Title: Sensory expectations shape neural population dynamics in motor circuits

Abstract:
The neural basis of movement preparation has been extensively studied during self-initiated actions where motor cortical activity during preparation shows a lawful relationship to the parameters of the subsequent action. However, movements are regularly triggered or corrected based on sensory inputs caused by disturbances to the body. Since such disturbances are often predictable and since preparing for disturbances would make movements better, we hypothesized that expectations about sensory inputs also influence preparatory activity in motor circuits. Here we show that when humans and monkeys are probabilistically cued about the direction of future mechanical perturbations, they incorporate sensory expectations into their movement preparation and improve their corrective responses.

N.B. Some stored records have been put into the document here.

use tracing::{debug, trace};

use crate::core::{TimeSnapper, Viewport};
use crate::extensions::TimelineEvent;
use crate::interaction::{DragOutcome, KeyCommand, PlayheadGlyph, TimelineKey};
use crate::render::Renderer;

use super::TimelineEngine;

impl<R: Renderer> TimelineEngine<R> {
    #[must_use]
    pub fn playhead_glyph(&self) -> PlayheadGlyph {
        PlayheadGlyph::new(self.core.model.viewport)
    }

    pub fn pointer_down(&mut self, x: f64, y: f64) {
        self.core.interaction.hover = None;
        let bounds = self.snap_bounds();
        let window = self.view_window();
        let snapper = TimeSnapper::new(
            &self.core.model.intervals,
            bounds,
            self.core.model.tie_break,
        );
        let outcome = self.core.interaction.drag.pointer_down(
            x,
            y,
            window,
            &mut self.core.interaction.playhead,
            &snapper,
        );
        self.apply_drag_outcome(outcome);
    }

    pub fn pointer_move(&mut self, x: f64, _y: f64) {
        let glyph = self.playhead_glyph();
        let outcome = self.core.interaction.drag.pointer_move(
            x,
            &mut self.core.model.zoom_pan,
            &mut self.core.interaction.playhead,
            glyph,
        );
        self.apply_drag_outcome(outcome);
    }

    pub fn pointer_up(&mut self, x: f64, _y: f64) {
        let bounds = self.snap_bounds();
        let window = self.view_window();
        let snapper = TimeSnapper::new(
            &self.core.model.intervals,
            bounds,
            self.core.model.tie_break,
        );
        let outcome = self.core.interaction.drag.pointer_up(
            x,
            window,
            &mut self.core.interaction.playhead,
            &snapper,
        );
        self.apply_drag_outcome(outcome);
    }

    /// Pointer left the canvas: clears the hover readout and settles any
    /// gesture in progress.
    pub fn pointer_leave(&mut self) {
        self.core.interaction.hover = None;
        let bounds = self.snap_bounds();
        let window = self.view_window();
        let snapper = TimeSnapper::new(
            &self.core.model.intervals,
            bounds,
            self.core.model.tie_break,
        );
        let outcome = self.core.interaction.drag.pointer_leave(
            window,
            &mut self.core.interaction.playhead,
            &snapper,
        );
        self.apply_drag_outcome(outcome);
    }

    /// One wheel notch; positive `delta_y` zooms out around the canvas center.
    pub fn wheel(&mut self, delta_y: f64) {
        if !self.core.model.zoom_pan.apply_wheel(delta_y) {
            return;
        }
        let window = self.view_window();
        self.core.interaction.playhead.reproject(window);
        debug!(
            hours_per_ruler = window.hours_per_ruler(),
            left_time = window.left_time(),
            "zoom changed"
        );
        self.emit_visible_window_changed();
    }

    /// Host canvas resized. The left edge stays fixed; the span follows the
    /// configured hours.
    pub fn resize(&mut self, width: u32, height: u32) {
        let viewport = Viewport::new(width, height).coerced();
        let previous = self.core.model.viewport;
        self.core.model.viewport = viewport;
        let width_changed = self
            .core
            .model
            .zoom_pan
            .apply_resize(f64::from(viewport.width));
        if viewport != previous {
            debug!(width = viewport.width, height = viewport.height, "canvas resized");
        }
        if width_changed {
            let window = self.view_window();
            self.core.interaction.playhead.reproject(window);
            self.emit_visible_window_changed();
        }
    }

    /// Handles a key by DOM-style name. Returns `false` for keys the
    /// timeline ignores.
    pub fn key_down(&mut self, code: &str) -> bool {
        let Some(key) = TimelineKey::from_code(code) else {
            trace!(code, "ignored key");
            return false;
        };
        self.handle_key(key);
        true
    }

    pub fn handle_key(&mut self, key: TimelineKey) {
        match KeyCommand::for_key(key, self.core.interaction.step_forward_ms) {
            KeyCommand::StepBy(delta_ms) => {
                let candidate = self.current_time().saturating_add(delta_ms);
                self.commit_time(candidate);
            }
            KeyCommand::TogglePlayback => {
                self.toggle_playback();
            }
        }
    }

    fn apply_drag_outcome(&mut self, outcome: DragOutcome) {
        match outcome {
            DragOutcome::None | DragOutcome::Settled => {}
            DragOutcome::Hover(indicator) => {
                self.core.interaction.hover = Some(indicator);
            }
            DragOutcome::ScrubBegan { time } => {
                self.emit_listener_event(TimelineEvent::ScrubBegan { time });
                self.emit_listener_event(TimelineEvent::ScrubMoved { time });
            }
            DragOutcome::ScrubMoved { time } => {
                self.emit_listener_event(TimelineEvent::ScrubMoved { time });
            }
            DragOutcome::Panned => {
                self.emit_visible_window_changed();
            }
            DragOutcome::Committed { time, scrub_ended } => {
                debug!(time, scrub_ended, "time committed");
                self.emit_listener_event(TimelineEvent::TimeCommitted { time });
                if scrub_ended {
                    self.emit_listener_event(TimelineEvent::ScrubEnded { time });
                }
            }
        }
    }
}
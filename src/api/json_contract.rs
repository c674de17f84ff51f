use serde::{Deserialize, Serialize};

use crate::error::{TimelineError, TimelineResult};
use crate::render::{RenderFrame, Renderer};

use super::{TimelineEngine, TimelineEngineConfig};

pub const RENDER_FRAME_JSON_SCHEMA_V1: u32 = 1;

#[derive(Debug, Clone, PartialEq, Serialize, Deserialize)]
pub struct RenderFrameJsonContractV1 {
    pub schema_version: u32,
    pub frame: RenderFrame,
}

impl TimelineEngineConfig {
    pub fn from_json_str(input: &str) -> TimelineResult<Self> {
        serde_json::from_str(input)
            .map_err(|e| TimelineError::Config(format!("failed to parse engine config json: {e}")))
    }

    pub fn to_json_string_pretty(&self) -> TimelineResult<String> {
        serde_json::to_string_pretty(self).map_err(|e| {
            TimelineError::Config(format!("failed to serialize engine config json: {e}"))
        })
    }
}

impl RenderFrame {
    pub fn to_json_contract_v1_pretty(&self) -> TimelineResult<String> {
        let payload = RenderFrameJsonContractV1 {
            schema_version: RENDER_FRAME_JSON_SCHEMA_V1,
            frame: self.clone(),
        };
        serde_json::to_string_pretty(&payload).map_err(|e| {
            TimelineError::InvalidData(format!("failed to serialize render frame contract v1: {e}"))
        })
    }

    /// Accepts either a bare frame or a versioned contract payload.
    pub fn from_json_compat_str(input: &str) -> TimelineResult<Self> {
        if let Ok(frame) = serde_json::from_str::<RenderFrame>(input) {
            return Ok(frame);
        }
        let payload: RenderFrameJsonContractV1 = serde_json::from_str(input).map_err(|e| {
            TimelineError::InvalidData(format!("failed to parse render frame json payload: {e}"))
        })?;
        if payload.schema_version != RENDER_FRAME_JSON_SCHEMA_V1 {
            return Err(TimelineError::InvalidData(format!(
                "unsupported render frame schema version: {}",
                payload.schema_version
            )));
        }
        Ok(payload.frame)
    }
}

impl<R: Renderer> TimelineEngine<R> {
    pub fn render_frame_json_contract_v1_pretty(&self) -> TimelineResult<String> {
        self.build_render_frame().to_json_contract_v1_pretty()
    }
}
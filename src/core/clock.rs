use std::cell::Cell;
use std::fmt::Debug;
use std::rc::Rc;

use chrono::Utc;

/// Source of "now" in epoch milliseconds.
///
/// Decides whether the view is live (gap synthesis, unclamped tail snapping).
pub trait WallClock: Debug {
    fn now_ms(&self) -> i64;
}

#[derive(Debug, Clone, Copy, Default)]
pub struct SystemClock;

impl WallClock for SystemClock {
    fn now_ms(&self) -> i64 {
        Utc::now().timestamp_millis()
    }
}

/// Manually driven clock for tests and replays.
///
/// Clones share the same instant, so a test can keep a handle and move time
/// while the engine owns another.
#[derive(Debug, Clone, Default)]
pub struct FixedClock {
    now_ms: Rc<Cell<i64>>,
}

impl FixedClock {
    #[must_use]
    pub fn new(now_ms: i64) -> Self {
        Self {
            now_ms: Rc::new(Cell::new(now_ms)),
        }
    }

    pub fn set(&self, now_ms: i64) {
        self.now_ms.set(now_ms);
    }

    pub fn advance(&self, delta_ms: i64) {
        self.now_ms.set(self.now_ms.get().saturating_add(delta_ms));
    }
}

impl WallClock for FixedClock {
    fn now_ms(&self) -> i64 {
        self.now_ms.get()
    }
}
use serde::{Deserialize, Serialize};

use crate::core::Viewport;
use crate::error::{TimelineError, TimelineResult};
use crate::render::{LinePrimitive, PolygonPrimitive, RectPrimitive, TextPrimitive};

/// Backend-agnostic render plan for one timeline draw pass.
///
/// Each list is in paint order. Backends draw rects, then lines, then
/// polygons, then texts.
#[derive(Debug, Clone, PartialEq, Serialize, Deserialize)]
pub struct RenderFrame {
    pub viewport: Viewport,
    pub rects: Vec<RectPrimitive>,
    pub lines: Vec<LinePrimitive>,
    pub polygons: Vec<PolygonPrimitive>,
    pub texts: Vec<TextPrimitive>,
}

impl RenderFrame {
    #[must_use]
    pub fn new(viewport: Viewport) -> Self {
        Self {
            viewport,
            rects: Vec::new(),
            lines: Vec::new(),
            polygons: Vec::new(),
            texts: Vec::new(),
        }
    }

    #[must_use]
    pub fn with_line(mut self, line: LinePrimitive) -> Self {
        self.lines.push(line);
        self
    }

    #[must_use]
    pub fn with_text(mut self, text: TextPrimitive) -> Self {
        self.texts.push(text);
        self
    }

    #[must_use]
    pub fn with_rect(mut self, rect: RectPrimitive) -> Self {
        self.rects.push(rect);
        self
    }

    #[must_use]
    pub fn with_polygon(mut self, polygon: PolygonPrimitive) -> Self {
        self.polygons.push(polygon);
        self
    }

    pub fn validate(&self) -> TimelineResult<()> {
        if !self.viewport.is_valid() {
            return Err(TimelineError::InvalidViewport {
                width: self.viewport.width,
                height: self.viewport.height,
            });
        }

        for rect in &self.rects {
            rect.validate()?;
        }
        for line in &self.lines {
            line.validate()?;
        }
        for polygon in &self.polygons {
            polygon.validate()?;
        }
        for text in &self.texts {
            text.validate()?;
        }

        Ok(())
    }

    #[must_use]
    pub fn is_empty(&self) -> bool {
        self.rects.is_empty()
            && self.lines.is_empty()
            && self.polygons.is_empty()
            && self.texts.is_empty()
    }
}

Using high-density neural recordings, we establish that sensory expectations are widespread across the brain, including the motor cortical areas involved in preparing self-initiated actions. The geometry of these preparatory signals in the neural population state is simple, directly scaling with the probability of each perturbation direction. After perturbation onset, a condition-independent signal shifts the neural state leading to rapid responses that initially reflect sensory expectations. Based on neural networks coupled to a biomechanical model of the arm, we show that this neural geometry emerges only when sensory inputs signal that a perturbation has occurred before resolving the direction of the perturbation. Thus, just as preparatory activity sets the stage for self-initiated movement, it also configures motor circuits to respond efficiently to sensory inputs.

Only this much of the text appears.